Compared with the previous years, in our study, we presumed delayed admissions even of STEMI patients with a substantially longer time to first medical contact (as well as prolonged pain to balloon time), potentially resulting in more complications afterwards . This hypothesis is supported by our findings of significantly higher concentrations of hsTnT at admission in patients with STEMI compared with the previous years.

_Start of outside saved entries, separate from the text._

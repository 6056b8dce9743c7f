use serde_json::Value;
use sweep_chunk::{TileDelta, Tint};
use sweep_geom::{PartitionKey, parse_bigint};

use crate::ProtocolError;

#[derive(Clone, Copy, Debug, PartialEq, Eq, Hash)]
pub enum ActionKind {
    Add,
    Update,
    Remove,
}

impl ActionKind {
    pub fn as_str(self) -> &'static str {
        match self {
            ActionKind::Add => "a",
            ActionKind::Update => "u",
            ActionKind::Remove => "r",
        }
    }
}

/// One entry of the authority's ordered action stream.
#[derive(Clone, Debug, PartialEq, Eq)]
pub enum Action {
    Add {
        key: PartitionKey,
        tiles: Vec<String>,
    },
    Update {
        key: PartitionKey,
        color: Option<Tint>,
        deltas: Vec<TileDelta>,
    },
    Remove {
        key: PartitionKey,
    },
}

impl Action {
    #[inline]
    pub fn key(&self) -> &PartitionKey {
        match self {
            Action::Add { key, .. } | Action::Update { key, .. } | Action::Remove { key } => key,
        }
    }

    #[inline]
    pub fn kind(&self) -> ActionKind {
        match self {
            Action::Add { .. } => ActionKind::Add,
            Action::Update { .. } => ActionKind::Update,
            Action::Remove { .. } => ActionKind::Remove,
        }
    }
}

/// Decodes a whole batch. Only a non-array payload fails the batch; each
/// entry carries its own result so one malformed entry does not drop the rest.
pub fn decode_batch(json: &str) -> Result<Vec<Result<Action, ProtocolError>>, ProtocolError> {
    let value: Value = serde_json::from_str(json)?;
    let Value::Array(entries) = value else {
        return Err(ProtocolError::NotABatch);
    };
    Ok(entries.iter().map(decode_action).collect())
}

pub fn decode_action(entry: &Value) -> Result<Action, ProtocolError> {
    let fields = match entry.as_array() {
        Some(fields) if !fields.is_empty() => fields,
        _ => return Err(ProtocolError::NotAnEntry(entry.to_string())),
    };
    let tag = fields[0]
        .as_str()
        .ok_or_else(|| ProtocolError::UnknownTag(fields[0].to_string()))?;
    match tag {
        "a" => {
            let key = key_at(fields, "a")?;
            let grid = field(fields, "a", 3)?
                .as_array()
                .ok_or_else(|| ProtocolError::BadTile(fields[3].to_string()))?;
            let tiles = grid.iter().map(tile_id).collect::<Result<Vec<_>, _>>()?;
            Ok(Action::Add { key, tiles })
        }
        "u" => {
            let key = key_at(fields, "u")?;
            // The colour slot may be omitted entirely: ["u", x, y, deltas].
            let (color, deltas) = match fields.len() {
                4 => (None, &fields[3]),
                _ => (color_hint(field(fields, "u", 3)?)?, field(fields, "u", 4)?),
            };
            let deltas = deltas
                .as_array()
                .ok_or_else(|| ProtocolError::BadDelta(deltas.to_string()))?
                .iter()
                .map(delta)
                .collect::<Result<Vec<_>, _>>()?;
            Ok(Action::Update { key, color, deltas })
        }
        "r" => Ok(Action::Remove {
            key: key_at(fields, "r")?,
        }),
        other => Err(ProtocolError::UnknownTag(other.to_string())),
    }
}

fn field<'a>(fields: &'a [Value], tag: &'static str, index: usize) -> Result<&'a Value, ProtocolError> {
    fields
        .get(index)
        .ok_or(ProtocolError::MissingField { tag, index })
}

fn key_at(fields: &[Value], tag: &'static str) -> Result<PartitionKey, ProtocolError> {
    let x = key_component(field(fields, tag, 1)?)?;
    let y = key_component(field(fields, tag, 2)?)?;
    Ok(PartitionKey::new(x, y))
}

fn key_component(v: &Value) -> Result<sweep_geom::num_bigint::BigInt, ProtocolError> {
    let text = match v {
        Value::String(s) => s.clone(),
        Value::Number(n) => n.to_string(),
        other => return Err(ProtocolError::BadKey(other.to_string())),
    };
    parse_bigint(&text).map_err(|e| ProtocolError::BadKey(e.to_string()))
}

fn tile_id(v: &Value) -> Result<String, ProtocolError> {
    match v {
        Value::String(s) => Ok(s.clone()),
        Value::Number(n) => Ok(n.to_string()),
        other => Err(ProtocolError::BadTile(other.to_string())),
    }
}

fn color_hint(v: &Value) -> Result<Option<Tint>, ProtocolError> {
    match v {
        Value::Null => Ok(None),
        Value::Number(n) => n
            .as_u64()
            .filter(|c| *c <= 0xFF_FF_FF)
            .map(|c| Some(Tint(c as u32)))
            .ok_or_else(|| ProtocolError::BadColor(n.to_string())),
        Value::String(s) => {
            let hex = s.strip_prefix('#').unwrap_or(s);
            if hex.len() != 6 {
                return Err(ProtocolError::BadColor(s.clone()));
            }
            u32::from_str_radix(hex, 16)
                .map(|c| Some(Tint(c)))
                .map_err(|_| ProtocolError::BadColor(s.clone()))
        }
        other => Err(ProtocolError::BadColor(other.to_string())),
    }
}

fn delta(v: &Value) -> Result<TileDelta, ProtocolError> {
    let bad = || ProtocolError::BadDelta(v.to_string());
    let parts = v.as_array().filter(|p| p.len() == 3).ok_or_else(bad)?;
    let lx = parts[0].as_u64().ok_or_else(bad)? as usize;
    let ly = parts[1].as_u64().ok_or_else(bad)? as usize;
    let tile = tile_id(&parts[2])?;
    Ok(TileDelta { lx, ly, tile })
}

#[cfg(test)]
mod tests {
    use super::*;

    #[test]
    fn decodes_each_kind() {
        let batch = decode_batch(
            r##"[["a","2","3",["u","1"]],["u",2,3,"#ff0000",[[0,0,"x"]]],["r","2","3"]]"##,
        )
        .unwrap();
        let actions: Vec<Action> = batch.into_iter().map(Result::unwrap).collect();
        assert_eq!(
            actions[0],
            Action::Add {
                key: PartitionKey::new(2, 3),
                tiles: vec!["u".into(), "1".into()]
            }
        );
        assert_eq!(
            actions[1],
            Action::Update {
                key: PartitionKey::new(2, 3),
                color: Some(Tint(0xFF0000)),
                deltas: vec![TileDelta {
                    lx: 0,
                    ly: 0,
                    tile: "x".into()
                }],
            }
        );
        assert_eq!(actions[2].kind(), ActionKind::Remove);
    }

    #[test]
    fn update_without_color_slot() {
        let v: Value = serde_json::from_str(r#"["u","0","0",[[1,2,"f"]]]"#).unwrap();
        let Action::Update { color, deltas, .. } = decode_action(&v).unwrap() else {
            panic!("expected update");
        };
        assert_eq!(color, None);
        assert_eq!(deltas.len(), 1);
    }

    #[test]
    fn null_color_is_no_fade() {
        let v: Value = serde_json::from_str(r#"["u","0","0",null,[]]"#).unwrap();
        assert!(matches!(
            decode_action(&v).unwrap(),
            Action::Update { color: None, .. }
        ));
    }

    #[test]
    fn huge_keys_survive() {
        let v: Value =
            serde_json::from_str(r#"["r","-98765432109876543210987654321","5"]"#).unwrap();
        let action = decode_action(&v).unwrap();
        assert_eq!(
            action.key().coord().x.to_string(),
            "-98765432109876543210987654321"
        );
    }

    #[test]
    fn bad_entries_are_isolated() {
        let batch = decode_batch(r#"[["z",1,2],["r",1],["r","1","1"],["u","1","1",12,[[0]]]]"#)
            .unwrap();
        assert!(matches!(batch[0], Err(ProtocolError::UnknownTag(_))));
        assert!(matches!(
            batch[1],
            Err(ProtocolError::MissingField { tag: "r", index: 2 })
        ));
        assert!(batch[2].is_ok());
        assert!(matches!(batch[3], Err(ProtocolError::BadDelta(_))));
    }

    #[test]
    fn non_array_batch_is_rejected() {
        assert!(matches!(
            decode_batch(r#"{"a":1}"#),
            Err(ProtocolError::NotABatch)
        ));
        assert!(matches!(decode_batch("[1,"), Err(ProtocolError::Json(_))));
    }
}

Our study has some limitations. This single center retrospective cohort study carries all the inherent limitations of retrospective research. However, as SARS-CoV-2 rapidly spread worldwide, the possibility to conduct a prospective study on the incidence of acute cardiovascular events has been, and is still very limited. Despite the retrospective character of our study, we closely assessed the patients admitted to our hospital with cardiovascular and other cardiac events daily from March 21st, 2020 until April 20th, 2020, and similar routine procedures as in the control period were applied. Thus, we believe that not a single event in the lockdown period has been missed. As a consequence, however, the decrease in admissions in 2020 as compared to 2017–2019 is probably underestimated. Furthermore, we can only hypothesize about the cause of the declined incidence, using clinical biomarkers, final diagnosis, and place of admission as surrogates. Questionnaires evaluating patients’ behaviors and attitudes were not available in time and should be part of future research. Moreover, to further substantiate our hypothesis of delayed admission of ACS patients, additional factors, including long-term mortality should be taken into consideration . However, our study compared the current data with the previous years’ using similar diagnostic methods and thus allows us to profoundly quantify the effects in this population during similar and good comparable time periods.